The whistelblower account actually rracks, depending on which kind of documentation you talk about. You now, the lazy rethoric trick of providing a technically correct answer, what Boeing did, while still lying through obmission of the general point. If so, don't worry, the NTSB and FAA will find out.




I assumed the regulatory body define what kinds of documentation needs to recorded, not Boing. And noncompliance (including not being able to produce that documentation on request) with that might be a (criminal) offense.


And you are absolutely right. To some details, for anyone interested (from an EASA point of view, working in Europe I never had to bother directly with the FAA):

- regulators provide general rules to be followed

- companies define theirbway of complying with those rules, the Means-of-compliance, and relevant processes and tools

- regulators audit those, sign of on them and audit the final product, hardware, software and documentation (!) to make sure compabies have their shit in order

- deviations are documented and recorded on work order level, e.g. one has to remove a door plug even this isn't part of the work instructions; in this case, either some non-standard instructions exist to be pulled up or an ad-hoc obe is written, both have to signe off by quality before the work is done, then said work is duly documented on work order level and again signed off and checked by quality (this is the most common way to handle those individual non-conformities I came across in my career, there sure are others)

- the above has to be defined in a dedicated process description, which itself is subject to regulatory approval

- not following the above, even worse trying to mislead regulators and auditors about it, does amount to a criminal offense for the senior execs responsible / accountable, depending on circumstances (from what little I know, Boeing is extremely close to this, if line workers cheat there isbnothing obe can do besides firing them, at Boeing the issues are far more serious, deeper and far reaching than some individual worker cutting corners so, it seems).

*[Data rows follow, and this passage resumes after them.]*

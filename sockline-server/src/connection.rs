//! Per-connection protocol state
//!
//! [`ConnectionState`] owns everything the protocol needs to know about one
//! peer: its read buffer, where it is in the handshake, the message being
//! reassembled and whatever the application attached to it. It performs no
//! I/O. Bytes go in through [`ConnectionState::feed`] and come back out as
//! [`ProtocolEvent`]s from [`ConnectionState::poll_event`].

use bytes::{Buf, Bytes, BytesMut};
use sockline_core::error::HandshakeError;
use sockline_core::frame::{self, Decoded, Frame};
use sockline_core::handshake::{self, HandshakeRequest, HandshakeResult};
use sockline_core::protocol::constants::{
    DEFAULT_MAX_FRAME_SIZE, DEFAULT_MAX_HANDSHAKE_SIZE, DEFAULT_MAX_MESSAGE_SIZE,
};
use sockline_core::{Assembled, Message, MessageAssembler, Opcode, Result};
use std::any::Any;
use std::collections::HashMap;
use std::fmt;
use std::net::SocketAddr;
use std::time::Instant;

/// Unique, never reused identifier of a connection within one server
#[derive(Debug, Clone, Copy, PartialEq, Eq, Hash, PartialOrd, Ord)]
pub struct ConnectionId(u64);

impl ConnectionId {
    /// Wrap a raw id
    pub fn new(id: u64) -> Self {
        Self(id)
    }

    /// Get the raw id
    pub fn as_u64(&self) -> u64 {
        self.0
    }
}

impl fmt::Display for ConnectionId {
    fn fmt(&self, f: &mut fmt::Formatter<'_>) -> fmt::Result {
        write!(f, "#{}", self.0)
    }
}

/// Lifecycle of a connection
#[derive(Debug, Clone, Copy, PartialEq, Eq)]
pub enum HandshakeState {
    /// Waiting for a valid upgrade request
    AwaitingHandshake,
    /// Upgrade response written, frames flow
    Open,
    /// Close frame received, nothing more is processed
    Closing,
    /// Removed from the registry
    Closed,
}

/// Protocol limits applied to every connection
#[derive(Debug, Clone, Copy, PartialEq, Eq)]
pub struct Limits {
    /// Exclusive upper bound on a frame payload
    pub max_frame_size: usize,
    /// Maximum reassembled message size
    pub max_message_size: usize,
    /// Maximum upgrade request size
    pub max_handshake_size: usize,
}

impl Default for Limits {
    fn default() -> Self {
        Self {
            max_frame_size: DEFAULT_MAX_FRAME_SIZE,
            max_message_size: DEFAULT_MAX_MESSAGE_SIZE,
            max_handshake_size: DEFAULT_MAX_HANDSHAKE_SIZE,
        }
    }
}

/// Connection metadata
#[derive(Debug, Clone)]
pub struct ConnectionMetadata {
    /// Connection accepted time
    pub established_at: Instant,
    /// Last time bytes arrived
    pub last_activity_at: Instant,
    /// Frames decoded
    pub frames_received: u64,
    /// Complete messages delivered
    pub messages_received: u64,
    /// Frames written
    pub frames_sent: u64,
    /// Bytes read
    pub bytes_received: u64,
    /// Bytes written
    pub bytes_sent: u64,
}

impl ConnectionMetadata {
    fn new() -> Self {
        let now = Instant::now();
        Self {
            established_at: now,
            last_activity_at: now,
            frames_received: 0,
            messages_received: 0,
            frames_sent: 0,
            bytes_received: 0,
            bytes_sent: 0,
        }
    }
}

/// Application data attached to a connection
///
/// Values are keyed by name and stored type-erased; reading one back requires
/// naming its type.
#[derive(Default)]
pub struct ExtraData {
    values: HashMap<String, Box<dyn Any + Send + Sync>>,
}

impl ExtraData {
    /// Store a value, replacing any previous value under the same key
    pub fn insert<T: Any + Send + Sync>(&mut self, key: impl Into<String>, value: T) {
        self.values.insert(key.into(), Box::new(value));
    }

    /// Get a value if present and of type `T`
    pub fn get<T: Any>(&self, key: &str) -> Option<&T> {
        self.values.get(key)?.downcast_ref::<T>()
    }

    /// Get a mutable value if present and of type `T`
    pub fn get_mut<T: Any>(&mut self, key: &str) -> Option<&mut T> {
        self.values.get_mut(key)?.downcast_mut::<T>()
    }

    /// Remove a value; returns whether it existed
    pub fn remove(&mut self, key: &str) -> bool {
        self.values.remove(key).is_some()
    }

    /// Check whether a key is set
    pub fn contains(&self, key: &str) -> bool {
        self.values.contains_key(key)
    }

    /// Number of stored values
    pub fn len(&self) -> usize {
        self.values.len()
    }

    /// Check if nothing is stored
    pub fn is_empty(&self) -> bool {
        self.values.is_empty()
    }
}

impl fmt::Debug for ExtraData {
    fn fmt(&self, f: &mut fmt::Formatter<'_>) -> fmt::Result {
        f.debug_set().entries(self.values.keys()).finish()
    }
}

/// Something the protocol layer wants the server to act on
#[derive(Debug, Clone, PartialEq, Eq)]
pub enum ProtocolEvent {
    /// Upgrade accepted; write this response, then call
    /// [`ConnectionState::complete_handshake`]
    HandshakeResponse(Bytes),
    /// Upgrade request rejected; nothing is written
    HandshakeRejected(HandshakeError),
    /// A complete data message arrived
    Message(Message),
    /// Ping received; answer with a pong carrying the same payload
    Ping(Bytes),
    /// Pong received
    Pong(Bytes),
    /// Close frame received; the connection is now closing
    Close {
        /// Status code, if the peer sent one
        code: Option<u16>,
        /// Reason text following the code
        reason: String,
    },
    /// A fragmented message exceeded the size limit and was discarded
    MessageDropped {
        /// Size that triggered the drop
        size: usize,
    },
}

/// Protocol state of one connection
#[derive(Debug)]
pub struct ConnectionState {
    id: ConnectionId,
    remote_addr: SocketAddr,
    state: HandshakeState,
    read_buf: BytesMut,
    assembler: MessageAssembler,
    limits: Limits,
    upgrade_pending: bool,
    request: Option<HandshakeRequest>,
    extra: ExtraData,
    metadata: ConnectionMetadata,
}

impl ConnectionState {
    /// Create the state for a freshly accepted connection
    pub fn new(id: ConnectionId, remote_addr: SocketAddr, limits: Limits) -> Self {
        Self {
            id,
            remote_addr,
            state: HandshakeState::AwaitingHandshake,
            read_buf: BytesMut::new(),
            assembler: MessageAssembler::new(limits.max_message_size),
            limits,
            upgrade_pending: false,
            request: None,
            extra: ExtraData::default(),
            metadata: ConnectionMetadata::new(),
        }
    }

    /// Get the connection id
    pub fn id(&self) -> ConnectionId {
        self.id
    }

    /// Get the peer address
    pub fn remote_addr(&self) -> SocketAddr {
        self.remote_addr
    }

    /// Get the lifecycle state
    pub fn state(&self) -> HandshakeState {
        self.state
    }

    /// Check if frames may be sent
    pub fn is_open(&self) -> bool {
        self.state == HandshakeState::Open
    }

    /// The accepted upgrade request
    pub fn request(&self) -> Option<&HandshakeRequest> {
        self.request.as_ref()
    }

    /// Application data attached to the connection
    pub fn extra_data(&self) -> &ExtraData {
        &self.extra
    }

    /// Mutable application data attached to the connection
    pub fn extra_data_mut(&mut self) -> &mut ExtraData {
        &mut self.extra
    }

    /// Get connection metadata
    pub fn metadata(&self) -> &ConnectionMetadata {
        &self.metadata
    }

    /// Bytes received but not yet turned into events
    pub fn buffered_len(&self) -> usize {
        self.read_buf.len()
    }

    /// Append bytes read from the peer
    pub fn feed(&mut self, bytes: &[u8]) {
        self.read_buf.extend_from_slice(bytes);
        self.metadata.bytes_received += bytes.len() as u64;
        self.metadata.last_activity_at = Instant::now();
    }

    /// Account for a frame written to the peer
    pub fn record_sent(&mut self, bytes: usize) {
        self.metadata.frames_sent += 1;
        self.metadata.bytes_sent += bytes as u64;
    }

    /// The upgrade response has been written; start accepting frames
    pub fn complete_handshake(&mut self) {
        if self.upgrade_pending {
            self.upgrade_pending = false;
            self.state = HandshakeState::Open;
        }
    }

    /// Stop processing input
    pub fn mark_closing(&mut self) {
        if self.state != HandshakeState::Closed {
            self.state = HandshakeState::Closing;
        }
        self.assembler.clear();
    }

    /// Final state; the connection is gone
    pub fn mark_closed(&mut self) {
        self.state = HandshakeState::Closed;
        self.assembler.clear();
        self.read_buf.clear();
    }

    /// Take the next event out of the buffered input
    ///
    /// `Ok(None)` means more bytes are needed. An error is a protocol
    /// violation after which the connection must be dropped.
    pub fn poll_event(&mut self) -> Result<Option<ProtocolEvent>> {
        loop {
            match self.state {
                HandshakeState::AwaitingHandshake => return Ok(self.poll_handshake()),
                HandshakeState::Open => {
                    let max = self.limits.max_frame_size as u64;
                    let (frame, consumed) = match frame::decode(&self.read_buf, max)? {
                        Decoded::Complete { frame, consumed } => (frame, consumed),
                        Decoded::Incomplete { .. } => return Ok(None),
                    };
                    self.read_buf.advance(consumed);
                    self.metadata.frames_received += 1;

                    if let Some(event) = self.handle_frame(frame)? {
                        return Ok(Some(event));
                    }
                }
                HandshakeState::Closing | HandshakeState::Closed => return Ok(None),
            }
        }
    }

    fn poll_handshake(&mut self) -> Option<ProtocolEvent> {
        if self.upgrade_pending || self.read_buf.is_empty() {
            return None;
        }

        match handshake::negotiate(&self.read_buf, self.limits.max_handshake_size) {
            HandshakeResult::Success {
                response,
                request,
                consumed,
            } => {
                self.read_buf.advance(consumed);
                self.request = Some(request);
                self.upgrade_pending = true;
                Some(ProtocolEvent::HandshakeResponse(response))
            }
            HandshakeResult::Incomplete => None,
            HandshakeResult::Failure(err) => {
                let rejected = match err {
                    HandshakeError::MissingKey => {
                        handshake::request_len(&self.read_buf).unwrap_or(self.read_buf.len())
                    }
                    HandshakeError::RequestTooLarge { .. } => self.read_buf.len(),
                };
                self.read_buf.advance(rejected);
                Some(ProtocolEvent::HandshakeRejected(err))
            }
        }
    }

    fn handle_frame(&mut self, frame: Frame) -> Result<Option<ProtocolEvent>> {
        let event = match frame.opcode {
            Opcode::Close => {
                let payload = frame.payload;
                if payload.len() == 1 {
                    return Ok(None);
                }
                let (code, reason) = if payload.len() >= 2 {
                    let code = u16::from_be_bytes([payload[0], payload[1]]);
                    (Some(code), String::from_utf8_lossy(&payload[2..]).into_owned())
                } else {
                    (None, String::new())
                };
                self.mark_closing();
                Some(ProtocolEvent::Close { code, reason })
            }
            Opcode::Ping => Some(ProtocolEvent::Ping(frame.payload)),
            Opcode::Pong => Some(ProtocolEvent::Pong(frame.payload)),
            Opcode::Text | Opcode::Binary | Opcode::Continuation => {
                match self.assembler.push(frame)? {
                    Assembled::Message(message) => {
                        self.metadata.messages_received += 1;
                        Some(ProtocolEvent::Message(message))
                    }
                    Assembled::Pending => None,
                    Assembled::Dropped { size } => Some(ProtocolEvent::MessageDropped { size }),
                }
            }
        };
        Ok(event)
    }
}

This is exactly right, except that whenever there is a deviation there is a side channel conversation of "How can we fix this without needing to do all this paperwork, while still complying with the regulations?" between the factory floor, quality, and the engineers.

For example perhaps a rule says "you need to do an inspection when a panel is removed" so the engineers and quality will get together and say "what if we just have the technician remove a couple screws on the panel and peek under it, then the panel hasn't technically been removed so we don't need to do the inspection". And then it turns out they remove all but one screw and twist the panel completely away so it's basically open but not "removed". And, it's all there in the work instructions, exactly what they did, but if anyone asks they can say "oh no, we didn't REMOVE the panel". And of course, the actual work instructions are only viewable in some 1970s green screen terminal or an all-caps printout thereof that comes in a multi-binder acceptance packet.


The process you decribe is what I would call non-comliant and a major finding in and of itself.

Also, none of those instruction live in some opaque system. Don't know where got that idea from.


seems like the solution is to make the paperwork of approval more efficient.

this is kind of what github did for version control. it went from being this arcane chore to a fun little interface with colorful buttons.


> You now, the lazy rethoric trick of providing a technically correct answer, what Boeing did, while still lying through obmission of the general point.

Sounds exactly like MCAS.. That omission. I thought that was just to preserve the same type certificate without retraining but it seems like a more systemic problem then.


The article points out that the DoJ previously charged Boeing with withholding information in the MCAS issue (but later dropped the charges).